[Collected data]
Start of Block

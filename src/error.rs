//! Error types for the renderer.
//!
//! Every failure in this crate is either a setup failure (window, adapter,
//! device, surface, pipeline) or a resource-load failure. Both are fatal and
//! surface synchronously where they happen; per-frame rendering has no
//! recoverable error path apart from a lost surface.

use std::path::PathBuf;

use thiserror::Error;

/// Main error type for the renderer.
#[derive(Error, Debug)]
pub enum RenderError {
    /// Window, adapter, device, surface or pipeline creation failed
    #[error("Setup error: {0}")]
    Setup(String),

    /// The swapchain surface could not hand out a frame
    #[error("Surface error: {0}")]
    Surface(#[from] wgpu::SurfaceError),

    /// A model or shader could not be loaded from disk
    #[error("Could not load asset at '{}': {reason}", path.display())]
    AssetLoad { path: PathBuf, reason: String },

    /// Light shading parameters failed validation at bind time
    #[error("Invalid light parameters: {0}")]
    InvalidLightParams(String),

    /// Mesh or drawable data is malformed
    #[error("Invalid mesh: {0}")]
    InvalidMesh(String),
}

/// Result type alias using the renderer's error type.
pub type Result<T> = std::result::Result<T, RenderError>;

impl RenderError {
    pub fn asset_load(path: impl Into<PathBuf>, reason: impl ToString) -> Self {
        Self::AssetLoad {
            path: path.into(),
            reason: reason.to_string(),
        }
    }
}

#[cfg(test)]
mod tests {
    use super::*;

    #[test]
    fn asset_errors_name_the_missing_path() {
        let err = RenderError::asset_load("../assets/tree/oak_tree.obj", "file not found");
        let message = err.to_string();
        assert!(message.contains("../assets/tree/oak_tree.obj"));
        assert!(message.contains("file not found"));
    }
}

End of Block

Please copy out every entry word for word.

filename src/error.rs
//! Error types for the renderer.
//!
//! Every failure in this crate is either a setup failure (window, adapter,
//! device, surface, pipeline) or a resource-load failure. Both are fatal and
//! surface synchronously where they happen; per-frame rendering has no
//! recoverable error path apart from a lost surface.

use std::path::PathBuf;

use thiserror::Error;

/// Main error type for the renderer.
#[derive(Error, Debug)]
pub enum RenderError {
    /// Window, adapter, device, surface or pipeline creation failed
    #[error("Setup error: {0}")]
    Setup(String),

    /// The swapchain surface could not hand out a frame
    #[error("Surface error: {0}")]
    Surface(#[from] wgpu::SurfaceError),

    /// A model or shader could not be loaded from disk
    #[error("Could not load asset at '{}': {reason}", path.display())]
    AssetLoad { path: PathBuf, reason: String },

    /// Light shading parameters failed validation at bind time
    #[error("Invalid light parameters: {0}")]
    InvalidLightParams(String),

    /// Mesh or drawable data is malformed
    #[error("Invalid mesh: {0}")]
    InvalidMesh(String),
}

/// Result type alias using the renderer's error type.
pub type Result<T> = std::result::Result<T, RenderError>;

impl RenderError {
    pub fn asset_load(path: impl Into<PathBuf>, reason: impl ToString) -> Self {
        Self::AssetLoad {
            path: path.into(),
            reason: reason.to_string(),
        }
    }
}

#[cfg(test)]
mod tests {
    use super::*;

    #[test]
    fn asset_errors_name_the_missing_path() {
        let err = RenderError::asset_load("../assets/tree/oak_tree.obj", "file not found");
        let message = err.to_string();
        assert!(message.contains("../assets/tree/oak_tree.obj"));
        assert!(message.contains("file not found"));
    }
}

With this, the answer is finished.